Jason Rohr wins 2024 International Frontiers Prize for innovative public health and sustainability research
Jason Rohr, the Galla Professor and Chair of the Department of Biological Sciences at the University of Notre Dame, is one of three international winners of the 2024 Frontiers Planet Prize for his research that helps improve public health, agriculture, sustainability and poverty in Senegal.
Rohr was presented with the honor during a ceremony June 26 at the Villars Symposium in Villars-sur-Ollon, Switzerland. His research was selected from among the 23 national champions of the prize, which is administered by the Frontiers Research Foundation. Rohr, representing the United States, along with Pedro Jaureguiberry, representing Argentina, and Peter Haase, representing Germany, each received a prize of 1 million Swiss francs, equivalent to about $1.1 million. The money will be used to further his research.
Rohr’s winning research, “A planetary health innovation for disease, food, and water challenges in Africa,” was recommended by the National Academy of Sciences to a jury of 100 renowned sustainability and planetary health experts for the prize.
“My team and I are so shocked and thrilled to win this international prize,” Rohr said of the honor, which rewards and promotes breakthroughs that show the greatest potential to keep the earth from crossing what are known as “planetary boundaries.” These are processes that regulate the stability and resilience of earth systems, such as climate change, freshwater change and land system change.
“The Frontiers Planet Prize is a tremendous honor for Professor Rohr’s transformative research,” said John T. McGreevy, the Charles and Jill Fischer Provost at the University of Notre Dame. “We are deeply grateful for this award, which will enable Professor Rohr and his team to continue advancing scalable solutions that have the potential to enhance the lives of millions of people.
“As a leading global Catholic research university, Notre Dame is committed to caring for our common home and pursuing innovative solutions to the complex social and environmental crises our world is facing.”
Published in Nature in 2023, Rohr’s research focuses on reducing schistosomiasis, a parasitic disease affecting more than 250 million people worldwide that causes organ damage and death, and is transmitted to humans from freshwater snails that are infected with parasitic flatworms.
The snails that transmit the flatworm prefer to live in vegetation that proliferates partially because of fertilizer runoff. People can become infected multiple times when using waterways for washing and leisure, Rohr said.
However, Rohr and collaborators study more than ways to reduce disease. Their interdisciplinary approach includes removing snail-loving vegetation at water access points, composting the vegetation, feeding the vegetation to livestock and providing economic opportunities from the profitable compost and livestock feed.
“The generous grant that accompanies this prize will allow us to hone our remote sensing techniques for detecting the vegetation, testing whether communities sustain the intervention after education and training, scaling the innovation to other parts of Africa, and developing commercially viable scaling approaches,” said Rohr, who is affiliated with Notre Dame’s Eck Institute for Global Health and the Environmental Change Initiative. “This research has the potential to improve millions of lives because it equips these marginalized communities with the knowledge to develop sustainably, and to escape disease-poverty traps.”

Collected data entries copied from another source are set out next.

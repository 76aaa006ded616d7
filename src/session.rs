use std::fmt;
use std::sync::Arc;

use log::{debug, warn};
use parking_lot::Mutex;

use crate::errors::{ProbeError, Result};
use crate::isolation::IsolationLevel;

/// One of the fixed statement shapes the harness issues against a target.
///
/// The scenario catalog never needs free-form SQL, so sessions receive typed
/// statements and SQL backends render them against their table layout.
#[derive(Debug, Clone, PartialEq, Eq)]
pub enum Statement {
    /// Read the mutable text field of the row identified by `key`.
    ReadText { key: String },
    /// Overwrite the mutable text field of the row identified by `key`.
    UpdateText { key: String, value: String },
    /// Insert a new row carrying `marker` in its secondary field.
    InsertRow {
        key: String,
        text: String,
        marker: String,
    },
    /// Count rows whose secondary field equals `marker`.
    CountMarked { marker: String },
    /// Delete every row whose secondary field equals `marker`.
    DeleteMarked { marker: String },
    /// Delete the row identified by `key`, whatever it holds.
    DeleteKey { key: String },
    /// Set the text field of `key`, creating the row when it is missing.
    UpsertRow { key: String, text: String },
}

impl Statement {
    pub fn verb(&self) -> &'static str {
        match self {
            Statement::ReadText { .. } => "read",
            Statement::UpdateText { .. } => "update",
            Statement::InsertRow { .. } => "insert",
            Statement::CountMarked { .. } => "count",
            Statement::DeleteMarked { .. } | Statement::DeleteKey { .. } => "delete",
            Statement::UpsertRow { .. } => "upsert",
        }
    }
}

/// What a statement returned.
#[derive(Debug, Clone, PartialEq, Eq)]
pub enum Outcome {
    Text(Option<String>),
    Count(u64),
    Affected(usize),
}

impl Outcome {
    pub fn into_text(self) -> Result<Option<String>> {
        match self {
            Outcome::Text(text) => Ok(text),
            other => Err(ProbeError::Other(format!("expected text, got {other:?}"))),
        }
    }

    pub fn into_count(self) -> Result<u64> {
        match self {
            Outcome::Count(n) => Ok(n),
            other => Err(ProbeError::Other(format!("expected count, got {other:?}"))),
        }
    }

    pub fn into_affected(self) -> Result<usize> {
        match self {
            Outcome::Affected(n) => Ok(n),
            other => Err(ProbeError::Other(format!(
                "expected affected rows, got {other:?}"
            ))),
        }
    }
}

/// Aborts a session from a thread other than the one driving it.
pub trait Canceller: Send + Sync {
    fn cancel(&self);
}

/// A transactional connection to the store under test.
///
/// Autocommit is always off: nothing a session executes becomes visible to
/// others before [`Session::commit`]. The isolation level has to be set
/// before [`Session::begin`].
pub trait Session: Send {
    fn set_isolation_level(&mut self, level: IsolationLevel) -> Result<()>;

    fn begin(&mut self) -> Result<()>;

    /// Executes one statement inside the open transaction. May block while
    /// the store waits for a conflicting lock.
    fn execute(&mut self, statement: &Statement) -> Result<Outcome>;

    fn commit(&mut self) -> Result<()>;

    fn rollback(&mut self) -> Result<()>;

    fn close(&mut self) -> Result<()>;

    /// Handle that aborts this session from another thread, if the backend
    /// supports it.
    fn canceller(&self) -> Option<Arc<dyn Canceller>>;
}

/// Produces fresh sessions for one target.
///
/// Implementations must be `Send` and `Sync`: every worker thread connects
/// through the same factory.
pub trait SessionFactory: Send + Sync {
    /// Identifier of the target, used in log lines and reports.
    fn target(&self) -> &str;

    fn connect(&self) -> Result<Box<dyn Session>>;
}

/// Opens sessions already bound to an isolation level and inside a
/// transaction.
#[derive(Clone)]
pub struct SessionProvider {
    factory: Arc<dyn SessionFactory>,
}

impl SessionProvider {
    pub fn new(factory: Arc<dyn SessionFactory>) -> Self {
        Self { factory }
    }

    pub fn target(&self) -> &str {
        self.factory.target()
    }

    /// Connects, applies `level` and begins a transaction.
    ///
    /// The returned guard rolls back and closes the session when dropped, so
    /// every exit path releases the connection.
    pub fn open(&self, level: IsolationLevel) -> Result<SessionGuard> {
        let mut session = self.factory.connect()?;
        let prepared = session
            .set_isolation_level(level)
            .and_then(|_| session.begin());
        if let Err(err) = prepared {
            if let Err(close_err) = session.close() {
                debug!("close after failed begin: {close_err}");
            }
            return Err(err);
        }
        debug!("session opened on {} at {}", self.target(), level);
        Ok(SessionGuard {
            session,
            level,
            in_transaction: true,
            closed: false,
        })
    }
}

impl fmt::Debug for SessionProvider {
    fn fmt(&self, f: &mut fmt::Formatter<'_>) -> fmt::Result {
        f.debug_struct("SessionProvider")
            .field("target", &self.target())
            .finish()
    }
}

/// Scoped ownership of an open session.
pub struct SessionGuard {
    session: Box<dyn Session>,
    level: IsolationLevel,
    in_transaction: bool,
    closed: bool,
}

impl SessionGuard {
    pub fn level(&self) -> IsolationLevel {
        self.level
    }

    pub fn execute(&mut self, statement: &Statement) -> Result<Outcome> {
        self.session.execute(statement)
    }

    pub fn canceller(&self) -> Option<Arc<dyn Canceller>> {
        self.session.canceller()
    }

    /// Commits and closes. On failure the drop path rolls back.
    pub fn commit(mut self) -> Result<()> {
        self.session.commit()?;
        self.in_transaction = false;
        self.finish()
    }

    pub fn rollback(mut self) -> Result<()> {
        self.in_transaction = false;
        self.session.rollback()?;
        self.finish()
    }

    fn finish(&mut self) -> Result<()> {
        self.closed = true;
        self.session.close()
    }
}

impl Drop for SessionGuard {
    fn drop(&mut self) {
        if self.in_transaction {
            if let Err(err) = self.session.rollback() {
                debug!("rollback on drop failed: {err}");
            }
        }
        if !self.closed {
            if let Err(err) = self.session.close() {
                warn!("closing session failed: {err}");
            }
        }
    }
}

#[derive(Default)]
struct SlotState {
    canceller: Option<Arc<dyn Canceller>>,
    cancelled: bool,
}

/// Shared between the runner and one worker: the worker arms it with its
/// session's canceller, the runner fires it when the scenario overruns.
#[derive(Clone, Default)]
pub struct CancelSlot {
    state: Arc<Mutex<SlotState>>,
}

impl CancelSlot {
    pub fn new() -> Self {
        Self::default()
    }

    /// Registers the canceller of a freshly opened session. Returns `false`
    /// when the slot has already fired, in which case the caller must give up.
    pub fn arm(&self, canceller: Option<Arc<dyn Canceller>>) -> bool {
        let mut state = self.state.lock();
        if state.cancelled {
            if let Some(canceller) = canceller {
                canceller.cancel();
            }
            return false;
        }
        state.canceller = canceller;
        true
    }

    pub fn disarm(&self) {
        self.state.lock().canceller = None;
    }

    pub fn cancel(&self) {
        let canceller = {
            let mut state = self.state.lock();
            state.cancelled = true;
            state.canceller.take()
        };
        if let Some(canceller) = canceller {
            canceller.cancel();
        }
    }

    pub fn is_cancelled(&self) -> bool {
        self.state.lock().cancelled
    }
}

#[cfg(test)]
mod tests {
    use super::*;
    use std::sync::atomic::{AtomicUsize, Ordering};

    #[derive(Default)]
    struct Calls {
        rollbacks: AtomicUsize,
        closes: AtomicUsize,
        commits: AtomicUsize,
    }

    struct RecordingSession {
        calls: Arc<Calls>,
        fail_begin: bool,
    }

    impl Session for RecordingSession {
        fn set_isolation_level(&mut self, _level: IsolationLevel) -> Result<()> {
            Ok(())
        }

        fn begin(&mut self) -> Result<()> {
            if self.fail_begin {
                return Err(ProbeError::Statement("begin refused".into()));
            }
            Ok(())
        }

        fn execute(&mut self, _statement: &Statement) -> Result<Outcome> {
            Err(ProbeError::Statement("rejected".into()))
        }

        fn commit(&mut self) -> Result<()> {
            self.calls.commits.fetch_add(1, Ordering::SeqCst);
            Ok(())
        }

        fn rollback(&mut self) -> Result<()> {
            self.calls.rollbacks.fetch_add(1, Ordering::SeqCst);
            Ok(())
        }

        fn close(&mut self) -> Result<()> {
            self.calls.closes.fetch_add(1, Ordering::SeqCst);
            Ok(())
        }

        fn canceller(&self) -> Option<Arc<dyn Canceller>> {
            None
        }
    }

    struct RecordingFactory {
        calls: Arc<Calls>,
        fail_begin: bool,
    }

    impl SessionFactory for RecordingFactory {
        fn target(&self) -> &str {
            "recording"
        }

        fn connect(&self) -> Result<Box<dyn Session>> {
            Ok(Box::new(RecordingSession {
                calls: Arc::clone(&self.calls),
                fail_begin: self.fail_begin,
            }))
        }
    }

    fn provider(fail_begin: bool) -> (SessionProvider, Arc<Calls>) {
        let calls = Arc::new(Calls::default());
        let factory = RecordingFactory {
            calls: Arc::clone(&calls),
            fail_begin,
        };
        (SessionProvider::new(Arc::new(factory)), calls)
    }

    #[test]
    fn dropped_guard_rolls_back_and_closes() {
        let (provider, calls) = provider(false);
        {
            let mut guard = provider.open(IsolationLevel::ReadCommitted).unwrap();
            let err = guard
                .execute(&Statement::CountMarked {
                    marker: "m".into(),
                })
                .unwrap_err();
            assert!(matches!(err, ProbeError::Statement(_)));
        }
        assert_eq!(calls.rollbacks.load(Ordering::SeqCst), 1);
        assert_eq!(calls.closes.load(Ordering::SeqCst), 1);
    }

    #[test]
    fn committed_guard_closes_once() {
        let (provider, calls) = provider(false);
        let guard = provider.open(IsolationLevel::Serializable).unwrap();
        guard.commit().unwrap();
        assert_eq!(calls.commits.load(Ordering::SeqCst), 1);
        assert_eq!(calls.rollbacks.load(Ordering::SeqCst), 0);
        assert_eq!(calls.closes.load(Ordering::SeqCst), 1);
    }

    #[test]
    fn failed_begin_closes_session() {
        let (provider, calls) = provider(true);
        assert!(provider.open(IsolationLevel::ReadCommitted).is_err());
        assert_eq!(calls.closes.load(Ordering::SeqCst), 1);
    }

    #[test]
    fn cancel_slot_fires_late_arming() {
        struct Flag(AtomicUsize);
        impl Canceller for Flag {
            fn cancel(&self) {
                self.0.fetch_add(1, Ordering::SeqCst);
            }
        }

        let slot = CancelSlot::new();
        slot.cancel();
        let flag = Arc::new(Flag(AtomicUsize::new(0)));
        assert!(!slot.arm(Some(flag.clone())));
        assert_eq!(flag.0.load(Ordering::SeqCst), 1);
        assert!(slot.is_cancelled());
    }
}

Now in its second year, the prize is awarded by the Frontiers Research Foundation, based in Switzerland. The foundation has received prize nominations from 20 academies of science and 475 leading universities and research institutions among 43 countries. Launched by the foundation on Earth Day 2022, the Frontiers Planet Prize aims to mobilize science for a global green renaissance. The prize is endorsed by the International Science Council in its efforts to accelerate the most impactful scientific solutions.

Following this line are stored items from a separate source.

use std::sync::Arc;

/// Contents of one row of the probe table.
#[derive(Debug, Clone, PartialEq, Eq)]
pub struct RowImage {
    /// The mutable free-text field.
    pub text: String,
    /// The secondary field range predicates select on.
    pub marker: Option<String>,
}

impl RowImage {
    pub fn new(text: impl Into<String>, marker: Option<String>) -> Self {
        Self {
            text: text.into(),
            marker,
        }
    }

    pub fn has_marker(&self, marker: &str) -> bool {
        self.marker.as_deref() == Some(marker)
    }
}

/// A committed row state together with the commit timestamp that produced
/// it. A missing image is a tombstone left by a committed delete.
#[derive(Debug, Clone, PartialEq)]
pub struct VersionedRow {
    image: Option<Arc<RowImage>>,
    version: u64,
}

impl VersionedRow {
    pub fn new(image: Option<Arc<RowImage>>, version: u64) -> Self {
        Self { image, version }
    }

    pub fn image(&self) -> Option<&Arc<RowImage>> {
        self.image.as_ref()
    }

    pub fn version(&self) -> u64 {
        self.version
    }
}

/// Committed history of one key, oldest first.
///
/// Repeatable-read and serializable transactions remember the engine clock
/// at their first read of a key and keep reading [`RowHistory::as_of`] that
/// snapshot, so versions stay around until no open transaction can ask for
/// them.
#[derive(Debug, Default)]
pub struct RowHistory {
    versions: Vec<VersionedRow>,
}

impl RowHistory {
    pub fn latest(&self) -> Option<&VersionedRow> {
        self.versions.last()
    }

    /// Latest committed image, `None` if the row never existed or is deleted.
    pub fn current(&self) -> Option<&Arc<RowImage>> {
        self.latest().and_then(VersionedRow::image)
    }

    /// The image a reader whose snapshot was taken at `snapshot` sees.
    pub fn as_of(&self, snapshot: u64) -> Option<&Arc<RowImage>> {
        self.versions
            .iter()
            .rev()
            .find(|row| row.version() <= snapshot)
            .and_then(VersionedRow::image)
    }

    pub fn push(&mut self, row: VersionedRow) {
        self.versions.push(row);
    }

    /// Drops versions no snapshot at or after `horizon` can reach: everything
    /// older than the newest version visible at `horizon`.
    pub fn prune(&mut self, horizon: u64) {
        let visible = self
            .versions
            .iter()
            .rposition(|row| row.version() <= horizon);
        if let Some(keep_from) = visible {
            self.versions.drain(..keep_from);
        }
    }
}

Before being named as one of the three international prize winners, Rohr shared about his research in front of policy, practice and philanthropy thought leaders at the symposium led by the Villars Institute, an international nonprofit foundation dedicated to accelerating the transition to net-zero emissions. Rohr and the other national champions engaged with key planetary health experts, all of whom have the capability to shape policy and influence civil society.
The symposium also included a global cohort of system- and solution-oriented high school students from schools all over the world, which offered an additional chance to foster intergenerational collaboration and prepare the next generation to combat climate change.

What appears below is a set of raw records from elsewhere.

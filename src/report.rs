use std::fmt;

use serde::Serialize;

use crate::errors::Result;
use crate::isolation::IsolationLevel;
use crate::runner::ScenarioOutcome;
use crate::scenario::ScenarioKind;
use crate::verdict::Verdict;

/// One pass over the selected level × scenario matrix.
#[derive(Debug, Clone, Serialize)]
pub struct Round {
    pub index: usize,
    pub outcomes: Vec<ScenarioOutcome>,
}

#[derive(Debug, Clone, Copy, Default, PartialEq, Eq, Serialize)]
pub struct Summary {
    pub scenarios: usize,
    pub observed: usize,
    pub absent: usize,
    pub inconclusive: usize,
    pub mismatches: usize,
    pub fixture_errors: usize,
}

impl fmt::Display for Summary {
    fn fmt(&self, f: &mut fmt::Formatter<'_>) -> fmt::Result {
        write!(
            f,
            "{} scenario run(s): {} observed, {} absent, {} inconclusive, {} mismatch(es)",
            self.scenarios, self.observed, self.absent, self.inconclusive, self.mismatches
        )?;
        if self.fixture_errors > 0 {
            write!(f, ", {} fixture error(s)", self.fixture_errors)?;
        }
        Ok(())
    }
}

/// Everything a run of the matrix produced.
#[derive(Debug, Clone, Serialize)]
pub struct MatrixReport {
    pub target: String,
    pub rounds: Vec<Round>,
}

#[derive(Serialize)]
struct JsonReport<'a> {
    target: &'a str,
    stable: bool,
    summary: Summary,
    rounds: &'a [Round],
}

impl MatrixReport {
    pub fn new(target: impl Into<String>, rounds: Vec<Round>) -> Self {
        Self {
            target: target.into(),
            rounds,
        }
    }

    pub fn outcomes(&self) -> impl Iterator<Item = &ScenarioOutcome> {
        self.rounds.iter().flat_map(|round| round.outcomes.iter())
    }

    pub fn outcome(
        &self,
        round: usize,
        level: IsolationLevel,
        scenario: ScenarioKind,
    ) -> Option<&ScenarioOutcome> {
        self.outcomes()
            .find(|o| o.round == round && o.level == level && o.scenario == scenario)
    }

    /// Verdicts of every round for one matrix cell.
    pub fn verdicts(&self, level: IsolationLevel, scenario: ScenarioKind) -> Vec<Verdict> {
        self.outcomes()
            .filter(|o| o.level == level && o.scenario == scenario)
            .map(|o| o.verdict)
            .collect()
    }

    /// True when every cell got the same verdict in every round.
    pub fn stable(&self) -> bool {
        let Some(first) = self.rounds.first() else {
            return true;
        };
        first.outcomes.iter().all(|cell| {
            self.verdicts(cell.level, cell.scenario)
                .iter()
                .all(|verdict| *verdict == cell.verdict)
        })
    }

    pub fn summary(&self) -> Summary {
        let mut summary = Summary::default();
        for outcome in self.outcomes() {
            summary.scenarios += 1;
            match outcome.verdict {
                Verdict::AnomalyObserved => summary.observed += 1,
                Verdict::AnomalyAbsent => summary.absent += 1,
                Verdict::Inconclusive => summary.inconclusive += 1,
            }
            if outcome.mismatch() {
                summary.mismatches += 1;
            }
            if outcome.fixture_error.is_some() {
                summary.fixture_errors += 1;
            }
        }
        summary
    }

    pub fn to_json(&self) -> Result<String> {
        let report = JsonReport {
            target: &self.target,
            stable: self.stable(),
            summary: self.summary(),
            rounds: &self.rounds,
        };
        Ok(serde_json::to_string_pretty(&report)?)
    }
}

impl fmt::Display for MatrixReport {
    fn fmt(&self, f: &mut fmt::Formatter<'_>) -> fmt::Result {
        writeln!(f, "isolation matrix for {}", self.target)?;
        for round in &self.rounds {
            if self.rounds.len() > 1 {
                writeln!(f, "round {}", round.index)?;
            }
            writeln!(
                f,
                "  {:<18} {:<14} {:<18} {}",
                "level", "scenario", "verdict", "documented"
            )?;
            for outcome in &round.outcomes {
                let mark = if outcome.mismatch() { "  !" } else { "" };
                writeln!(
                    f,
                    "  {:<18} {:<14} {:<18} {}{mark}",
                    outcome.level.slug(),
                    outcome.scenario.slug(),
                    outcome.verdict.to_string(),
                    outcome.expectation.to_string()
                )?;
                writeln!(f, "      {}", outcome.reason)?;
            }
        }
        if self.rounds.len() > 1 {
            let stability = if self.stable() { "stable" } else { "unstable" };
            writeln!(f, "verdicts across rounds: {stability}")?;
        }
        write!(f, "{}", self.summary())
    }
}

“The remarkable contributions of the three international winners underscore the critical importance of interdisciplinary research in safeguarding our planet’s future. Their innovative approaches exemplify the spirit of the Frontiers Planet Prize, fostering a deeper understanding of planetary boundaries and providing a roadmap for a more sustainable and resilient world,” said Johan Rockström, chairman of the jury and pioneer of the Planetary Boundaries framework, in a news release.
Rohr’s research was funded by the National Institutes of Health, the National Science Foundation, the Indiana Clinical and Translational Sciences Institute and a Stanford University seed grant. A complete list of co-authors on the paper can be found at Nature.